Había otra vez…


Image  No sé si hay otra vida; si hay otra, espero que me esperen en su recinto los libros que he leído bajo la luna con las mismas cubiertas y las mismas ilustraciones, quizá con las mismas erratas.

Jorge Luis Borges

  Pues, señor, el primer y único libro que hubo en mi casa antes que yo naciera fue Había una vez, selección del ilustre profesor español Herminio Almendros y la educadora cubana Ruth Robés Masses.

Era la quinta edición (1960). Adornada con las galas de la valiosa ilustración en color de Celia Gabriel, Publicaciones Cultural, S.A. lo ofrecía, como un segundo libro de lecturas, a los escolares y maestros de América. Siempre creí que los Reyes Magos se lo habían traído a mi madre por portarse bien; pero un buen día ella me mató esa ilusión con la pura y triste verdad.

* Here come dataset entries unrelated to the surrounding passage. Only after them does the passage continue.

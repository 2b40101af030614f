//! Simulation time model.
//!
//! # Design
//!
//! Time is a monotonically increasing `Tick` counter held by a single
//! `SimClock` per trial.  The controller owns the clock and is the only
//! caller of [`SimClock::advance`]; lanes and vehicles receive `&SimClock`
//! for queries.
//!
//! The mapping to simulated seconds is
//!
//!   elapsed_secs = current_tick * tick_duration_secs
//!
//! The default tick duration is 1 s, so a 24 h trial is 86,400 ticks.
//! Rate functions are evaluated against [`SimClock::hour_of_day`], which
//! wraps every 24 simulated hours.

use std::fmt;

use crate::{TsError, TsResult};

// ── Tick ─────────────────────────────────────────────────────────────────────

/// An absolute simulation tick counter.
#[derive(Copy, Clone, PartialEq, Eq, PartialOrd, Ord, Hash, Debug, Default)]
#[cfg_attr(feature = "serde", derive(serde::Serialize, serde::Deserialize))]
pub struct Tick(pub u64);

impl Tick {
    pub const ZERO: Tick = Tick(0);

    /// Return the tick `n` steps after `self`.
    #[inline]
    pub fn offset(self, n: u64) -> Tick {
        Tick(self.0 + n)
    }

    /// Ticks elapsed from `earlier` to `self`, saturating at zero.
    #[inline]
    pub fn since(self, earlier: Tick) -> u64 {
        self.0.saturating_sub(earlier.0)
    }
}

impl std::ops::Add<u64> for Tick {
    type Output = Tick;
    #[inline]
    fn add(self, rhs: u64) -> Tick {
        Tick(self.0 + rhs)
    }
}

impl std::ops::Sub for Tick {
    type Output = u64;
    #[inline]
    fn sub(self, rhs: Tick) -> u64 {
        self.0 - rhs.0
    }
}

impl fmt::Display for Tick {
    fn fmt(&self, f: &mut fmt::Formatter<'_>) -> fmt::Result {
        write!(f, "T{}", self.0)
    }
}

// ── SimClock ──────────────────────────────────────────────────────────────────

/// The logical clock shared (by reference) by every entity in one trial.
#[derive(Clone, Debug)]
#[cfg_attr(feature = "serde", derive(serde::Serialize, serde::Deserialize))]
pub struct SimClock {
    /// The current tick — advanced by `SimClock::advance()` each iteration.
    pub current_tick: Tick,
    /// Ticks added per `advance()`.  Always > 0.
    step: u64,
    /// How many simulated seconds one tick represents.  Default: 1.
    tick_duration_secs: u32,
}

impl Default for SimClock {
    fn default() -> Self {
        Self {
            current_tick: Tick::ZERO,
            step: 1,
            tick_duration_secs: 1,
        }
    }
}

impl SimClock {
    /// Create a clock at tick 0.  Rejects a zero `step` or tick duration.
    pub fn new(step: u64, tick_duration_secs: u32) -> TsResult<Self> {
        if step == 0 {
            return Err(TsError::Config("clock step must be > 0".into()));
        }
        if tick_duration_secs == 0 {
            return Err(TsError::Config("tick duration must be > 0 s".into()));
        }
        Ok(Self {
            current_tick: Tick::ZERO,
            step,
            tick_duration_secs,
        })
    }

    #[inline]
    pub fn now(&self) -> Tick {
        self.current_tick
    }

    #[inline]
    pub fn step(&self) -> u64 {
        self.step
    }

    #[inline]
    pub fn tick_duration_secs(&self) -> u32 {
        self.tick_duration_secs
    }

    /// Advance the clock by one step.
    #[inline]
    pub fn advance(&mut self) {
        self.current_tick = self.current_tick + self.step;
    }

    /// Ticks elapsed since `mark`.
    #[inline]
    pub fn elapsed_since(&self, mark: Tick) -> u64 {
        self.current_tick.since(mark)
    }

    /// Ticks elapsed since an optional mark.  An absent mark means "never",
    /// which is infinitely long ago and reported as `u64::MAX`.
    #[inline]
    pub fn elapsed_since_mark(&self, mark: Option<Tick>) -> u64 {
        mark.map_or(u64::MAX, |m| self.elapsed_since(m))
    }

    /// Elapsed simulated seconds since tick 0.
    #[inline]
    pub fn elapsed_secs(&self) -> u64 {
        self.current_tick.0 * self.tick_duration_secs as u64
    }

    /// Elapsed simulated hours since tick 0 (not wrapped).
    #[inline]
    pub fn elapsed_hours(&self) -> f64 {
        self.elapsed_secs() as f64 / 3_600.0
    }

    /// Hour of the simulated day in `[0, 24)`.
    #[inline]
    pub fn hour_of_day(&self) -> f64 {
        (self.elapsed_secs() % 86_400) as f64 / 3_600.0
    }

    /// How many ticks make up one simulated minute (may be fractional).
    #[inline]
    pub fn ticks_per_minute(&self) -> f64 {
        60.0 / self.tick_duration_secs as f64
    }

    /// Break elapsed time into (day, hour, minute) components from sim start.
    pub fn elapsed_dhm(&self) -> (u64, u32, u32) {
        let total_secs = self.elapsed_secs();
        let days = total_secs / 86_400;
        let hours = ((total_secs % 86_400) / 3_600) as u32;
        let minutes = ((total_secs % 3_600) / 60) as u32;
        (days, hours, minutes)
    }

    // ── Tick-count helpers ────────────────────────────────────────────────

    /// How many ticks span `secs` seconds? (rounds up)
    #[inline]
    pub fn ticks_for_secs(&self, secs: u64) -> u64 {
        secs.div_ceil(self.tick_duration_secs as u64)
    }

    /// Ticks spanning a (possibly fractional) number of hours, rounded up.
    #[inline]
    pub fn ticks_for_hours(&self, hours: f64) -> u64 {
        let secs = (hours.max(0.0) * 3_600.0).ceil() as u64;
        self.ticks_for_secs(secs)
    }
}

impl fmt::Display for SimClock {
    fn fmt(&self, f: &mut fmt::Formatter<'_>) -> fmt::Result {
        let (d, h, m) = self.elapsed_dhm();
        write!(f, "{} (day {} {:02}:{:02})", self.current_tick, d, h, m)
    }
}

Lo olvidó en la antigua casa de mis bisabuelos un maestro de Ciego de Ávila, de quien nadie recordó el nombre ni el parentesco con la familia, sino lo único que impresionaría a un niño en el límite del terror: el hombre tenía una pata de palo.

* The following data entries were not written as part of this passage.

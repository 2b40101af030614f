//! `ts-strategy` — when should the green light move on?
//!
//! # Crate layout
//!
//! | Module       | Contents                                                       |
//! |--------------|----------------------------------------------------------------|
//! | [`context`]  | `SwitchContext<'a>` — clock, lanes and active index for a tick |
//! | [`model`]    | `SwitchStrategy` trait                                         |
//! | [`constant`] | `ConstantStrategy` — fixed green duration                      |
//! | [`idle`]     | `IdleStrategy` — fixed ceiling, early switch on an empty lane  |
//! | [`snapshot`] | `SnapshotStrategy` — per-cycle green shares from arrival rates |
//! | [`optimize`] | Projected-gradient solver for the green-share problem          |
//! | [`config`]   | `StrategyConfig` (validated) and the closed `Strategy` enum    |
//! | [`error`]    | `StrategyError`, `OptimizeError`                               |
//!
//! # Design notes
//!
//! The controller calls [`SwitchStrategy::should_switch`] once per tick,
//! after admissions and departures.  Strategies read the clock and lanes
//! through the context; adaptive strategies may also write each lane's
//! `wait_time` and `rate_estimate`.  They never advance the clock or move
//! vehicles.

pub mod config;
pub mod constant;
pub mod context;
pub mod error;
pub mod idle;
pub mod model;
pub mod optimize;
pub mod snapshot;


pub use config::{Strategy, StrategyConfig};
pub use constant::ConstantStrategy;
pub use context::SwitchContext;
pub use error::{OptimizeError, StrategyError, StrategyResult};
pub use idle::IdleStrategy;
pub use model::SwitchStrategy;
pub use optimize::{Allocation, OptimizeOptions, equal_split, solve_allocation};
pub use snapshot::SnapshotStrategy;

Y pasó el tiempo y aquellos cuentos y poesías infantiles permanecieron inmutables en mi memoria, pues mi mamá me los leyó y releyó tantas veces antes de dormir, que acabé recitándolos de carretilla. Desde su publicación en La Habana, en 1945, Había una vez ha sido el deleite de sucesivas generaciones de cubanos.

La duodécima edición (1998), presentada por la Editorial Gente Nueva en el centenario del natalicio del escritor y pedagogo hispano-cubano (1898-1974), pretendió homenajear a quien jamás maltrató el idioma ni descuidó su estilo. Así debía ser. En Amables figuras del pasado (1981), Renée Méndez Capote recuerda que lo único que podía sacar a Almendros de sus casillas eran las faltas gramaticales y una pobre redacción. “La gramática hay que respetarla”, solía decir el sencillo intelectual, que además daba a la buena puntuación una importancia enorme, y pulía su escritura hasta quemarse las pestañas.

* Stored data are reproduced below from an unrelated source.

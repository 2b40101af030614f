//! Fluent builder for constructing a [`Controller`].

use log::debug;
use ts_core::{FrustrationFn, LaneId, LaneRng, SimClock, SimRng};
use ts_lane::{Lane, populate_lanes};
use ts_strategy::SwitchStrategy;

use crate::{Controller, ControllerConfig, History, Population, SimError, SimResult};

/// Fluent builder for [`Controller<S>`].
///
/// # Required inputs
///
/// - [`ControllerConfig`] — exit rate, clock step, seed, …
/// - [`Population`] — lane count and arrival model
/// - `S: SwitchStrategy` — the switching policy
///
/// # Optional inputs
///
/// | Method             | Default                        |
/// |--------------------|--------------------------------|
/// | `.frustration(f)`  | `FrustrationFn::Quadratic`     |
///
/// # Example
///
/// ```rust,ignore
/// let mut controller = ControllerBuilder::new(config, population, IdleStrategy::new(30, 5))
///     .frustration(FrustrationFn::Exponential { k: 0.5 })
///     .build()?;
/// controller.run(Termination::Drained, None, &mut NoopObserver)?;
/// ```
pub struct ControllerBuilder<S: SwitchStrategy> {
    config:      ControllerConfig,
    population:  Population,
    strategy:    S,
    frustration: FrustrationFn,
}

impl<S: SwitchStrategy> ControllerBuilder<S> {
    pub fn new(config: ControllerConfig, population: Population, strategy: S) -> Self {
        Self { config, population, strategy, frustration: FrustrationFn::default() }
    }

    /// Frustration function stamped onto every vehicle.
    pub fn frustration(mut self, frustration: FrustrationFn) -> Self {
        self.frustration = frustration;
        self
    }

    /// Validate inputs, create and populate the lanes, and return a
    /// controller at tick 0 with lane 0 green.
    pub fn build(self) -> SimResult<Controller<S>> {
        let Self { config, population, mut strategy, frustration } = self;

        // ── Validate ──────────────────────────────────────────────────────
        config.validate()?;
        population.validate()?;
        frustration.validate()?;
        let clock = SimClock::new(config.step, config.tick_duration_secs)?;

        // ── Lanes and per-lane RNGs ───────────────────────────────────────
        let lane_count = population.lane_count();
        let mut lanes = Vec::with_capacity(lane_count);
        let mut lane_rngs = Vec::with_capacity(lane_count);
        for i in 0..lane_count {
            let id = LaneId::try_from(i)
                .map_err(|_| SimError::Config(format!("lane index {i} out of range")))?;
            let lane = match &population {
                Population::Prepopulated { .. } => Lane::prepopulated(id, frustration),
                Population::RateDriven { lanes } => Lane::rate_driven(id, lanes[i].clone(), frustration),
            };
            lanes.push(lane);
            lane_rngs.push(LaneRng::new(config.seed, id));
        }

        if let Population::Prepopulated { num_vehicles, arrival_rate_per_minute, .. } = &population {
            let mut rng = SimRng::new(config.seed);
            populate_lanes(&mut lanes, *num_vehicles, *arrival_rate_per_minute, &clock, &mut rng)?;
        }

        // ── Initial signal state ──────────────────────────────────────────
        strategy.init(&mut lanes);
        let active = LaneId(0);
        lanes[active.index()].set_green(&clock);

        debug!(
            "controller built: {} lanes, strategy {}, exit_rate {}, seed {}",
            lane_count,
            strategy.name(),
            config.exit_rate,
            config.seed,
        );

        let history = config.save_history.then(|| History::new(lane_count));
        Ok(Controller::from_parts(config, clock, lanes, lane_rngs, active, strategy, history))
    }
}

Estas enmiendas siniestras, cuya licitud no cuestiono, por supuesto, las encontré en la undécima edición (1992) de Gente Nueva; asimismo, en la duodécima, y en sus respectivas reimpresiones.

A la madre de los siete chivitos no se le llama cabra, sino chiva. Se ha sustituido la palabra española por una variante más familiar. En efecto, aunque la Academia precisa que chivo es la “cría de la cabra, desde que no mama hasta que llega a la edad de procrear”; en esta América, y en Cuba inclusive, esa voz se aplica al “macho cabrío de cualquier edad” (chiva a la hembra), uso legitimado ya por clásicos de la talla de Quevedo. Cabra, empero, no solo evitaba con elegancia la machacona cacofonía de las palabras chiva y chivitos a lo largo del cuento, sino además enriquecía el vocabulario de los niños y ampliaba su campo referencial, como los cuentos populares rusos que daban a la zorra el nombre de raposa.

Antes, por cierto, cuando la Gallinita Rabona abría la puerta de su casa y encontraba a la zorra, ponía este grito en el cielo: “¡Dios mío, qué susto!”, en vez de “¡Ay, mi madre, qué susto!” Almendros se interesaba cantidad por los modismos y la manera peculiar de usar el idioma los cubanos, a su juicio, uno de los pueblos hispanoamericanos que mejor escribía el español. Había cosas de nuestra habla hispanocubanoafricana con toques indios, que le hacían mucha gracia, agrega Méndez Capote; ante el desenfado criollo de estas expresiones cotidianas, el sobrio y austero manchego diría muerto de risa: “Imaginación tropical, imaginación tropical…”

Antaño, la Margarita blanca inquiría a quienes tocaban a la puerta y a la ventana: “¿Y qué quieren el sol y la lluvia, la lluvia y el sol?” “Queremos entrar, que nos manda Dios.” “Pues pasen los dos”… y uno aprecia que Almendros, en verdad, escribía lentamente, pulía y volvía a pulir, y no quedaba satisfecho hasta que juzgaba sus frases perfectas y armoniosas. A lo mejor por eludir “interpretaciones incorrectas o tergiversadas de los fenómenos y procesos naturales que ocurren a diario en el mundo”, en cambio ahora el sol y la lluvia simple y llanamente responden: “Queremos entrar, queremos entrar.”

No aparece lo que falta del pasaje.